TASK TO COMPLETE — State how many lines of the entries include the string "coordinates", please, leaving out everything but the number.

⁂

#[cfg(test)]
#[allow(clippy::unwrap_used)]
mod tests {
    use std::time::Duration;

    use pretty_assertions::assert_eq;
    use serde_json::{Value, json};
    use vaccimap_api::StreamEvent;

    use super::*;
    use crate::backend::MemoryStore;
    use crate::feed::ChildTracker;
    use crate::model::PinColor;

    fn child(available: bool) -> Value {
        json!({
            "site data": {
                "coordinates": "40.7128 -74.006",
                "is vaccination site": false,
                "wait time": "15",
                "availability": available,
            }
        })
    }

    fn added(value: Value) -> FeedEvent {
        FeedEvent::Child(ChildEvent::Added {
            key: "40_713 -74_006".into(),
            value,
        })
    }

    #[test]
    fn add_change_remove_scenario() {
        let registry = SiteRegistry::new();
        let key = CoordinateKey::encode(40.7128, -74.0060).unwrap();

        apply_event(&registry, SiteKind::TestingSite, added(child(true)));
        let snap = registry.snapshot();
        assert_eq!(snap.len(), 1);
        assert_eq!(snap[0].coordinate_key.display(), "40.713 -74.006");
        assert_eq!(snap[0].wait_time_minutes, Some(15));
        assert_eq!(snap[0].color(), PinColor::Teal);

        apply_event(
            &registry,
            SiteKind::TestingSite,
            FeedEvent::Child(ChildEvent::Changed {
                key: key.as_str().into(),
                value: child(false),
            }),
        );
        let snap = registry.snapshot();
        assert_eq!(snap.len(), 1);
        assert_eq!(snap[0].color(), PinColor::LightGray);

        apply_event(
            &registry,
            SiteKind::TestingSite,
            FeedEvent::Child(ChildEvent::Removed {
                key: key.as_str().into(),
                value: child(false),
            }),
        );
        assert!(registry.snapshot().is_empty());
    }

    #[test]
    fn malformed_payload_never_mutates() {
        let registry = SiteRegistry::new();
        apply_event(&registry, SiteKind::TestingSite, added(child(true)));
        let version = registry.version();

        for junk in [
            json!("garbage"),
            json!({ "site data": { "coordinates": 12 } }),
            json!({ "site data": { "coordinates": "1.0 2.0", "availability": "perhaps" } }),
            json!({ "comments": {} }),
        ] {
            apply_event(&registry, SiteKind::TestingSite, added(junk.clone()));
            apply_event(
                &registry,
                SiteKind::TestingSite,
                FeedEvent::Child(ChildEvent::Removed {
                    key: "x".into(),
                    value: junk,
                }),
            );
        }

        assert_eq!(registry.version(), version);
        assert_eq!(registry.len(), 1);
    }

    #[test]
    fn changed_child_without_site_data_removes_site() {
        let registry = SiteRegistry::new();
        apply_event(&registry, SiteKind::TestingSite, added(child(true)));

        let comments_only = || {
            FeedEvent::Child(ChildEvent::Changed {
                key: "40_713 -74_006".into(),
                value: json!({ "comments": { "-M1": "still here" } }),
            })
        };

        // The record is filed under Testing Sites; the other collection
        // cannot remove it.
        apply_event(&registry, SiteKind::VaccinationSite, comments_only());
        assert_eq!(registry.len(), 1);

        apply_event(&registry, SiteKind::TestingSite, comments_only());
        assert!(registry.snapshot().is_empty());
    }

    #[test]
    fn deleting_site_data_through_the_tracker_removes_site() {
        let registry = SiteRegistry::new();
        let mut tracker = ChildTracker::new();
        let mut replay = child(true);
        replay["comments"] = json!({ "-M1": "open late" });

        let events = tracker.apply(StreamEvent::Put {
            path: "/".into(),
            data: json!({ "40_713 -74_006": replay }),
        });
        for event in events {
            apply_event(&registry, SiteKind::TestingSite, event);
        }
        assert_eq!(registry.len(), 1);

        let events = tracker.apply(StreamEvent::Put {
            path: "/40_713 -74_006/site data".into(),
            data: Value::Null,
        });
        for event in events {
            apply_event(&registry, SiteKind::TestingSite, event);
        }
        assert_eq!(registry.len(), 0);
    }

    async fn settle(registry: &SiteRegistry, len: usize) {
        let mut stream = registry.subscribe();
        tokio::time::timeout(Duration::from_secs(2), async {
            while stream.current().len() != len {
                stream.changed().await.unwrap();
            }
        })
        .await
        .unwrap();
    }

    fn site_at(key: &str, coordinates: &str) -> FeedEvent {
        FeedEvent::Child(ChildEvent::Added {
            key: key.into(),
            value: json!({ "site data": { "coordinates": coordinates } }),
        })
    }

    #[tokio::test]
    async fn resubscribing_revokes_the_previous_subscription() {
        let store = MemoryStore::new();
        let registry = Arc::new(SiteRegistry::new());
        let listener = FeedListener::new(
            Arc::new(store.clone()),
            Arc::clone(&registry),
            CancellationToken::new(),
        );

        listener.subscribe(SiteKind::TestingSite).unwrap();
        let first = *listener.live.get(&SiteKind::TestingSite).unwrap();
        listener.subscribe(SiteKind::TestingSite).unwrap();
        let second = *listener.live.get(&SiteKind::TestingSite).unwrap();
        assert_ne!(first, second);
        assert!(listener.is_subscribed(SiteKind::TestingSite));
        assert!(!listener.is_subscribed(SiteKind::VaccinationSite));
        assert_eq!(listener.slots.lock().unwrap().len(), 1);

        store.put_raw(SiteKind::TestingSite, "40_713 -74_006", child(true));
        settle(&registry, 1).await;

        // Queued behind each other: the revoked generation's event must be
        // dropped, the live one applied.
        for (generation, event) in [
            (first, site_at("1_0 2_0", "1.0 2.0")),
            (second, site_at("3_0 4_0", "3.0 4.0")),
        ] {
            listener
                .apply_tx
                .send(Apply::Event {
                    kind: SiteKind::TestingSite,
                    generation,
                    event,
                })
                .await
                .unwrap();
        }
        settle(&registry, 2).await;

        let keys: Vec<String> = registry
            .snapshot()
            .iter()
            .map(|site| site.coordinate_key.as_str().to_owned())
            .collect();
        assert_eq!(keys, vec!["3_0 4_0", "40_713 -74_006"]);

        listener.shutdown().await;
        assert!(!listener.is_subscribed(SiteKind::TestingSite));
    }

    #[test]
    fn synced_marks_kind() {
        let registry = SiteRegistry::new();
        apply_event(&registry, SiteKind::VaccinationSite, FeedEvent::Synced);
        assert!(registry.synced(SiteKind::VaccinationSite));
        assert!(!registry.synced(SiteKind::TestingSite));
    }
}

⁂

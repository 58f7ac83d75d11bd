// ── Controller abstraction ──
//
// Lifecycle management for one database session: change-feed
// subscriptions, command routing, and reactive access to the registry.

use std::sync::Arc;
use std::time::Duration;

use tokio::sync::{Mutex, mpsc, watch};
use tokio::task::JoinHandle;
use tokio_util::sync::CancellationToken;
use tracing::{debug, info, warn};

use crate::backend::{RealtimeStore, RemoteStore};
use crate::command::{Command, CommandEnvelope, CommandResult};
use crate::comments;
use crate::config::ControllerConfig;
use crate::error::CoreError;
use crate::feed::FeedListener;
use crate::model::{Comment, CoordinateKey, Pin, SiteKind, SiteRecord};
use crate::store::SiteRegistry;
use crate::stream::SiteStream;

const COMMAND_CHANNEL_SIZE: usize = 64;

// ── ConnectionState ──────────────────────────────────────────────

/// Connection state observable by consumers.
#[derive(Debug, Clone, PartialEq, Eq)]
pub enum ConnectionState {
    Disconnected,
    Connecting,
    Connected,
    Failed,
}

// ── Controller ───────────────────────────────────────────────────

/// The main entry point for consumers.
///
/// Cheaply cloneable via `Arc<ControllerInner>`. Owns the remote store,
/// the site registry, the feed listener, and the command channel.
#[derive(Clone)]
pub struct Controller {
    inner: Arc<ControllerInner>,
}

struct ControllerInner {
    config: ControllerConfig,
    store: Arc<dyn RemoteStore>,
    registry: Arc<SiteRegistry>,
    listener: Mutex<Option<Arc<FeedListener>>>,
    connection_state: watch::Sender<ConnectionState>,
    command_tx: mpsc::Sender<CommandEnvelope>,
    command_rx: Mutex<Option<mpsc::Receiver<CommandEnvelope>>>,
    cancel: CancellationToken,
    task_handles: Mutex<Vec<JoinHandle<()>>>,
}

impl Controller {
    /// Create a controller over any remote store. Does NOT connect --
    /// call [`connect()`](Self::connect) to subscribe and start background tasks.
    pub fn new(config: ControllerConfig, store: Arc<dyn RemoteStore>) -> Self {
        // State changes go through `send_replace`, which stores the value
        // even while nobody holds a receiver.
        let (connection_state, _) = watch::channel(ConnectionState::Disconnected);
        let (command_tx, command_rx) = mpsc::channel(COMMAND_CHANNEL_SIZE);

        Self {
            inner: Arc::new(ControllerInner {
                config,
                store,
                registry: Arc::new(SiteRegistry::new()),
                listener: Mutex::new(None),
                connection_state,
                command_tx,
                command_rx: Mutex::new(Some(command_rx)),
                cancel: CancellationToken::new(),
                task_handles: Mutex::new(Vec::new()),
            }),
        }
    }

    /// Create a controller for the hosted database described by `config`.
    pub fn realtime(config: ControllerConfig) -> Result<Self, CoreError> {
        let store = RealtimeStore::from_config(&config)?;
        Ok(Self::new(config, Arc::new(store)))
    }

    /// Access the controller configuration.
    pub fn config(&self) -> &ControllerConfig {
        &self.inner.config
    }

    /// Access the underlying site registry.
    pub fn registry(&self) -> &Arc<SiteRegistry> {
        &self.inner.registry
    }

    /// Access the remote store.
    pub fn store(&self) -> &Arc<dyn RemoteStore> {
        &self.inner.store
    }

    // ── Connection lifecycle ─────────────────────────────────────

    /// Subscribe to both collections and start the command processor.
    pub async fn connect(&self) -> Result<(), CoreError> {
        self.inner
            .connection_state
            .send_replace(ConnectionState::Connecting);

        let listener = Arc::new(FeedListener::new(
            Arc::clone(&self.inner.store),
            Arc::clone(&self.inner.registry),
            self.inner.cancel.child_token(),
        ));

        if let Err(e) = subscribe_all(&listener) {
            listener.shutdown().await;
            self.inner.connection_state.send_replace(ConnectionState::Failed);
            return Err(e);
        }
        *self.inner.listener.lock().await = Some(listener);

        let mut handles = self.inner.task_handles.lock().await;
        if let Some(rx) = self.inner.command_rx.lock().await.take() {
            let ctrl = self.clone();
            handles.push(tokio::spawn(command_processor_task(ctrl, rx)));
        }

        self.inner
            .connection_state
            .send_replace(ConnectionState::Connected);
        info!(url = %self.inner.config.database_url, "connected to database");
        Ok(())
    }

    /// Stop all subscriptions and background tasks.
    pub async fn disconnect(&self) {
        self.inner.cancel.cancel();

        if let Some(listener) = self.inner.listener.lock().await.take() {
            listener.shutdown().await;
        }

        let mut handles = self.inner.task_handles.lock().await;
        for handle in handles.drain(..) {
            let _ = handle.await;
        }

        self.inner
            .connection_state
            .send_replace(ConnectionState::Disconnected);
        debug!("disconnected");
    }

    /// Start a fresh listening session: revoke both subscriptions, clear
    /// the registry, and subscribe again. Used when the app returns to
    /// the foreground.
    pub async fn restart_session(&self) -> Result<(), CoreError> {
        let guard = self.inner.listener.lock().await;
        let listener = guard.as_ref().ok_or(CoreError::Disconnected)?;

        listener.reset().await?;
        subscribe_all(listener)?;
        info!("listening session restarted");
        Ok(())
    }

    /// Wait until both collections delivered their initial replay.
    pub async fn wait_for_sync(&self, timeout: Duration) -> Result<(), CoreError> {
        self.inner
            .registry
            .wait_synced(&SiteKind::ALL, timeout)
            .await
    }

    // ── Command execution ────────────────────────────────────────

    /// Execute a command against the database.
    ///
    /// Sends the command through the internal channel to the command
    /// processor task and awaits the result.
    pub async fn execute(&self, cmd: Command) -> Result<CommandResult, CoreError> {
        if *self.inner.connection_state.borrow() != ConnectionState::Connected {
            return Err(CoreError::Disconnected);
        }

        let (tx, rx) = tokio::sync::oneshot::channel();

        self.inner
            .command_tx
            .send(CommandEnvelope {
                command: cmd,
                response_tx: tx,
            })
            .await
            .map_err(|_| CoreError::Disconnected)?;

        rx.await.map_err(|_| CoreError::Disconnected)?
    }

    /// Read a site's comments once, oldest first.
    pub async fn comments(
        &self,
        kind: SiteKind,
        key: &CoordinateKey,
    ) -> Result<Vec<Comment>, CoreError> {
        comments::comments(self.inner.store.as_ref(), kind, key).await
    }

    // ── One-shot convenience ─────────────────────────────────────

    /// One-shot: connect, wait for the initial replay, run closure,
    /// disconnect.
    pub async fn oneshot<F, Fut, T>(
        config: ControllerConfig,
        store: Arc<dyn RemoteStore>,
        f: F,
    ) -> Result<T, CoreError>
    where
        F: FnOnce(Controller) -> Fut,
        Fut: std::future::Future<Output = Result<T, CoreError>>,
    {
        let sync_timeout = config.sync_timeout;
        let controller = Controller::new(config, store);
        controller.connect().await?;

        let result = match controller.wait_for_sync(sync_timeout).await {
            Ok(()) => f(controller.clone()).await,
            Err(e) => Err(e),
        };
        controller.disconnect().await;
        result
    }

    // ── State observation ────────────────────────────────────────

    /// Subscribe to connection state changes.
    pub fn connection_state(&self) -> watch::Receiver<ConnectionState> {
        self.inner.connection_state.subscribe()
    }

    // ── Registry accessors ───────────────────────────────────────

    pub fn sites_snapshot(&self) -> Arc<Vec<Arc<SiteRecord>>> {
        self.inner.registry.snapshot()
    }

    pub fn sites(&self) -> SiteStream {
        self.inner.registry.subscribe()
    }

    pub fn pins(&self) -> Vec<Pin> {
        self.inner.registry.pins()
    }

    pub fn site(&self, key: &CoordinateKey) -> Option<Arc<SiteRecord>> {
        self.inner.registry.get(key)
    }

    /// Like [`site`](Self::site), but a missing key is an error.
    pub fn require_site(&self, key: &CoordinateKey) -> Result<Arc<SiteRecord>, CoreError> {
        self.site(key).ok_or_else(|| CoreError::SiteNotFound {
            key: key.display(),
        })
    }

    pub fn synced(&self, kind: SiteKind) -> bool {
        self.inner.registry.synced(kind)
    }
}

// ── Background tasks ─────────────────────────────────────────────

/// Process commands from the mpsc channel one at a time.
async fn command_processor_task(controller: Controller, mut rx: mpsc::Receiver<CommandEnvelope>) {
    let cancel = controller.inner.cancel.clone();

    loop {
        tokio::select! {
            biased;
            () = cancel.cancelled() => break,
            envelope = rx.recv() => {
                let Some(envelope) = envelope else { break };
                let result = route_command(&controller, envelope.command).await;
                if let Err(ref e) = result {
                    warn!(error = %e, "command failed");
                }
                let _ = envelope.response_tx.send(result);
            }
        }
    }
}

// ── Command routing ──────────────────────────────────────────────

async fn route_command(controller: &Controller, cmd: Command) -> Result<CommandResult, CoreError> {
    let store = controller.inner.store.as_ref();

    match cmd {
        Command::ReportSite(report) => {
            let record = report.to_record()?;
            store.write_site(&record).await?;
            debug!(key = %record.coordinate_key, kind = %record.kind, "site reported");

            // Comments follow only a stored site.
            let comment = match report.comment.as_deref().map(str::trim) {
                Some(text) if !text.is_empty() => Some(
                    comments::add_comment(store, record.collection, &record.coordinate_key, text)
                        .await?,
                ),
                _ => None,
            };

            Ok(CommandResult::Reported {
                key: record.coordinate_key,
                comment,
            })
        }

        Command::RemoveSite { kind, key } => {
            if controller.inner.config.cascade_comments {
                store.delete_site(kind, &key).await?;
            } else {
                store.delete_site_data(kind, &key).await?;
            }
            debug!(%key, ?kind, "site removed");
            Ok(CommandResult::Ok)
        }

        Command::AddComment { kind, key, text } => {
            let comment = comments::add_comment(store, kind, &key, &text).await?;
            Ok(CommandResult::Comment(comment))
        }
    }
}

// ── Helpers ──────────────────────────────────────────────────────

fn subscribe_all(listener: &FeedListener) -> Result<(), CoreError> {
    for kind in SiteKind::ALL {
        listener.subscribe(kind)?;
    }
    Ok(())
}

⁂

TASK SOLUTION — 5